Work to be completed -> Return all lines of the listing below that carry the word "text".

Input records ->
=== Section Start ===
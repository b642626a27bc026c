//! Parsing of Ogawa tables and headers, and rebuilding of the object tree.

use std::io::{Cursor, Read};
use std::path::Path;

use byteorder::{LittleEndian, ReadBytesExt};

use super::format::*;
use super::reader::{IArchive, IGroup};
use crate::core::{MetaData, SampleData, TimeSampling};
use crate::util::{DataType, Error, PlainOldDataType, Result};
use crate::writer::{ArchiveDocument, OObject, OProperty, OPropertyData, TimeSamplingEntry};

/// Name readers give the unnamed top object.
pub const ROOT_OBJECT_NAME: &str = "ABC";

fn truncated(what: &str) -> Error {
    Error::invalid_archive(format!("truncated {}", what))
}

fn read_string(cursor: &mut Cursor<&[u8]>, len: usize, what: &str) -> Result<String> {
    let mut bytes = vec![0u8; len];
    cursor.read_exact(&mut bytes).map_err(|_| truncated(what))?;
    String::from_utf8(bytes).map_err(|_| Error::invalid_archive(format!("{} is not UTF-8", what)))
}

fn read_with_hint(cursor: &mut Cursor<&[u8]>, hint: u32, what: &str) -> Result<u32> {
    let value = match hint {
        0 => cursor.read_u8().map(u32::from),
        1 => cursor.read_u16::<LittleEndian>().map(u32::from),
        _ => cursor.read_u32::<LittleEndian>(),
    };
    value.map_err(|_| truncated(what))
}

fn has_remaining(cursor: &Cursor<&[u8]>) -> bool {
    (cursor.position() as usize) < cursor.get_ref().len()
}

/// Parse the time sampling table.
pub fn read_time_samplings(data: &[u8]) -> Result<Vec<TimeSamplingEntry>> {
    let mut cursor = Cursor::new(data);
    let mut entries = Vec::new();
    while has_remaining(&cursor) {
        let what = "time sampling table";
        let max_samples = cursor.read_u32::<LittleEndian>().map_err(|_| truncated(what))?;
        let tpc = cursor.read_f64::<LittleEndian>().map_err(|_| truncated(what))?;
        let count = cursor.read_u32::<LittleEndian>().map_err(|_| truncated(what))?;
        if count as usize > data.len() / 8 {
            return Err(truncated(what));
        }
        let times = (0..count)
            .map(|_| cursor.read_f64::<LittleEndian>().map_err(|_| truncated(what)))
            .collect::<Result<Vec<_>>>()?;

        let sampling = if tpc == ACYCLIC_TIME_PER_CYCLE {
            TimeSampling::acyclic(times)
        } else if tpc == 1.0 && times == [0.0] {
            TimeSampling::IDENTITY
        } else {
            return Err(Error::invalid_archive(format!(
                "unsupported time sampling (time per cycle {}, {} times)",
                tpc, count
            )));
        };
        entries.push(TimeSamplingEntry { sampling, max_samples });
    }
    Ok(entries)
}

/// Parse the indexed metadata table; entry 0 is always empty.
pub fn read_indexed_metadata(data: &[u8]) -> Result<Vec<MetaData>> {
    let mut cursor = Cursor::new(data);
    let mut entries = vec![MetaData::new()];
    while has_remaining(&cursor) {
        let len = cursor.read_u8().map_err(|_| truncated("indexed metadata"))?;
        let text = read_string(&mut cursor, len as usize, "indexed metadata")?;
        entries.push(MetaData::parse(&text));
    }
    Ok(entries)
}

fn indexed(table: &[MetaData], index: u32) -> Result<MetaData> {
    table
        .get(index as usize)
        .cloned()
        .ok_or_else(|| Error::invalid_archive(format!("metadata index {} past the table ({})", index, table.len())))
}

/// Parse child object headers (name and metadata per child).
///
/// `data` excludes the trailing 32 bytes of data and child hashes.
pub fn read_object_headers(data: &[u8], table: &[MetaData]) -> Result<Vec<(String, MetaData)>> {
    let mut cursor = Cursor::new(data);
    let mut headers = Vec::new();
    while has_remaining(&cursor) {
        let name_len = read_with_hint(&mut cursor, 2, "object header")?;
        let name = read_string(&mut cursor, name_len as usize, "object name")?;
        let meta_idx = read_with_hint(&mut cursor, 0, "object header")?;
        let meta = if meta_idx == INLINE_METADATA as u32 {
            let len = read_with_hint(&mut cursor, 2, "object metadata")?;
            MetaData::parse(&read_string(&mut cursor, len as usize, "object metadata")?)
        } else {
            indexed(table, meta_idx)?
        };
        headers.push((name, meta));
    }
    Ok(headers)
}

/// A parsed property header.
#[derive(Clone, Debug, PartialEq)]
pub struct PropertyHeader {
    pub name: String,
    pub meta_data: MetaData,
    /// Compound, scalar, array or scalar-like array.
    pub property_type: u32,
    /// `None` for compounds.
    pub data_type: Option<DataType>,
    pub num_samples: u32,
    pub first_changed: u32,
    pub last_changed: u32,
    pub time_sampling_index: u32,
}

impl PropertyHeader {
    /// Stored sample that holds the value of sample `index`.
    pub fn stored_index(&self, index: u32) -> u32 {
        if index < self.first_changed || (self.first_changed == 0 && self.last_changed == 0) {
            0
        } else if index >= self.last_changed {
            self.last_changed - self.first_changed + 1
        } else {
            index - self.first_changed + 1
        }
    }
}

/// Parse the property headers of one compound.
pub fn read_property_headers(data: &[u8], table: &[MetaData]) -> Result<Vec<PropertyHeader>> {
    let mut cursor = Cursor::new(data);
    let mut headers = Vec::new();
    while has_remaining(&cursor) {
        let info = cursor.read_u32::<LittleEndian>().map_err(|_| truncated("property header"))?;
        let hint = (info >> 2) & 0x03;
        let property_type = info & 0x03;

        let mut header = PropertyHeader {
            name: String::new(),
            meta_data: MetaData::new(),
            property_type,
            data_type: None,
            num_samples: 0,
            first_changed: 0,
            last_changed: 0,
            time_sampling_index: 0,
        };

        if property_type != PTYPE_COMPOUND {
            let tag = ((info >> 4) & 0x0f) as u8;
            let pod = PlainOldDataType::from_u8(tag)
                .ok_or_else(|| Error::invalid_archive(format!("unsupported POD tag {}", tag)))?;
            header.data_type = Some(DataType::new(pod, ((info >> 12) & 0xff) as u8));
            header.num_samples = read_with_hint(&mut cursor, hint, "property header")?;

            if info & INFO_HAS_CHANGE_RANGE != 0 {
                header.first_changed = read_with_hint(&mut cursor, hint, "property header")?;
                header.last_changed = read_with_hint(&mut cursor, hint, "property header")?;
                if header.first_changed > header.last_changed && header.last_changed != 0 {
                    return Err(Error::invalid_archive("change range is reversed"));
                }
            } else if info & INFO_CONSTANT == 0 {
                header.first_changed = 1;
                header.last_changed = header.num_samples.saturating_sub(1);
            }
            if info & INFO_HAS_TIME_SAMPLING != 0 {
                header.time_sampling_index = read_with_hint(&mut cursor, hint, "property header")?;
            }
        }

        let name_len = read_with_hint(&mut cursor, hint, "property name")?;
        header.name = read_string(&mut cursor, name_len as usize, "property name")?;

        let meta_idx = (info >> 20) & 0xff;
        header.meta_data = if meta_idx == INLINE_METADATA as u32 {
            let len = read_with_hint(&mut cursor, hint, "property metadata")?;
            MetaData::parse(&read_string(&mut cursor, len as usize, "property metadata")?)
        } else {
            indexed(table, meta_idx)?
        };
        headers.push(header);
    }
    Ok(headers)
}

/// Read a whole archive back into an object tree.
pub fn read_archive(path: impl AsRef<Path>) -> Result<ArchiveDocument> {
    let archive = IArchive::open(path)?;
    if !archive.is_frozen() {
        return Err(Error::invalid_archive("archive was never finished"));
    }
    if archive.version() != CURRENT_VERSION {
        return Err(Error::invalid_archive(format!("unsupported Ogawa version {}", archive.version())));
    }
    let root = archive.root();
    if root.num_children() < 6 {
        return Err(Error::invalid_archive(format!(
            "root group has {} children, expected 6",
            root.num_children()
        )));
    }

    let file_version = read_i32(root, 0)?;
    let library_version = read_i32(root, 1)?;
    let archive_metadata = MetaData::parse(&root.data(3)?.read_string()?);
    let time_samplings = read_time_samplings(root.data(4)?.slice()?)?;
    let metadata_table = read_indexed_metadata(root.data(5)?.slice()?)?;

    let reader = TreeReader {
        metadata_table: &metadata_table,
        num_time_samplings: time_samplings.len(),
    };
    let top = reader.read_object(&root.group(2)?, ROOT_OBJECT_NAME, MetaData::new())?;

    Ok(ArchiveDocument {
        file_version,
        library_version,
        archive_metadata,
        time_samplings,
        root: top,
    })
}

fn read_i32(group: &IGroup, index: u64) -> Result<i32> {
    let data = group.data(index)?;
    let bytes = data.slice()?;
    if bytes.len() != 4 {
        return Err(Error::invalid_archive(format!("version block holds {} bytes", data.size())));
    }
    Ok(i32::from_le_bytes([bytes[0], bytes[1], bytes[2], bytes[3]]))
}

struct TreeReader<'a> {
    metadata_table: &'a [MetaData],
    num_time_samplings: usize,
}

impl TreeReader<'_> {
    fn read_object(&self, group: &IGroup, name: &str, meta: MetaData) -> Result<OObject> {
        let mut obj = OObject::new(name).with_meta_data(meta);
        let n = group.num_children();
        if n == 0 {
            return Ok(obj);
        }

        let headers = if n > 1 && group.is_child_data(n - 1)? {
            let data = group.data(n - 1)?;
            let bytes = data.slice()?;
            let body_len = bytes
                .len()
                .checked_sub(32)
                .ok_or_else(|| truncated("object headers"))?;
            read_object_headers(&bytes[..body_len], self.metadata_table)?
        } else {
            Vec::new()
        };

        obj.properties = self.read_properties(&group.group(0)?)?;
        for (i, (child_name, child_meta)) in headers.into_iter().enumerate() {
            let child_group = group.group(i as u64 + 1)?;
            obj.add_child(self.read_object(&child_group, &child_name, child_meta)?);
        }
        Ok(obj)
    }

    fn read_properties(&self, group: &IGroup) -> Result<Vec<OProperty>> {
        let n = group.num_children();
        if n == 0 {
            return Ok(Vec::new());
        }
        let headers = read_property_headers(group.data(n - 1)?.slice()?, self.metadata_table)?;
        if headers.len() as u64 != n - 1 {
            return Err(Error::invalid_archive(format!(
                "{} property headers for {} property groups",
                headers.len(),
                n - 1
            )));
        }

        let mut props = Vec::with_capacity(headers.len());
        for (i, header) in headers.iter().enumerate() {
            let prop_group = group.group(i as u64)?;
            let mut prop = match header.data_type {
                None => {
                    let mut prop = OProperty::compound(&header.name);
                    prop.data = OPropertyData::Compound {
                        children: self.read_properties(&prop_group)?,
                    };
                    prop
                }
                Some(data_type) => self.read_samples(&prop_group, header, data_type)?,
            };
            prop.meta_data = header.meta_data.clone();
            if header.time_sampling_index as usize >= self.num_time_samplings {
                return Err(Error::out_of_range(
                    "time sampling",
                    header.time_sampling_index as usize,
                    self.num_time_samplings,
                ));
            }
            prop.time_sampling_index = header.time_sampling_index;
            props.push(prop);
        }
        Ok(props)
    }

    /// Expand the stored samples of a scalar or array property back to
    /// one sample per index.
    fn read_samples(&self, group: &IGroup, header: &PropertyHeader, data_type: DataType) -> Result<OProperty> {
        let is_array = header.property_type != PTYPE_SCALAR;
        let mut prop = if is_array {
            OProperty::array(&header.name, data_type)
        } else {
            OProperty::scalar(&header.name, data_type)
        };

        let mut cached: Option<(u32, SampleData)> = None;
        for index in 0..header.num_samples {
            let stored = header.stored_index(index);
            if cached.as_ref().map(|(s, _)| *s) != Some(stored) {
                let child = if is_array { stored as u64 * 2 } else { stored as u64 };
                let data = group.data(child)?;
                let bytes = data.slice()?;
                let payload = if bytes.is_empty() {
                    bytes
                } else {
                    bytes.get(DATA_KEY_SIZE..).ok_or_else(|| truncated("sample key"))?
                };
                cached = Some((stored, SampleData::from_bytes(data_type, payload)?));
            }
            if let Some((_, sample)) = &cached {
                prop.append(index, sample.clone())?;
            }
        }
        Ok(prop)
    }
}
=== Section End ===
Task answer ->
        let text = read_string(&mut cursor, len as usize, "indexed metadata")?;
        entries.push(MetaData::parse(&text));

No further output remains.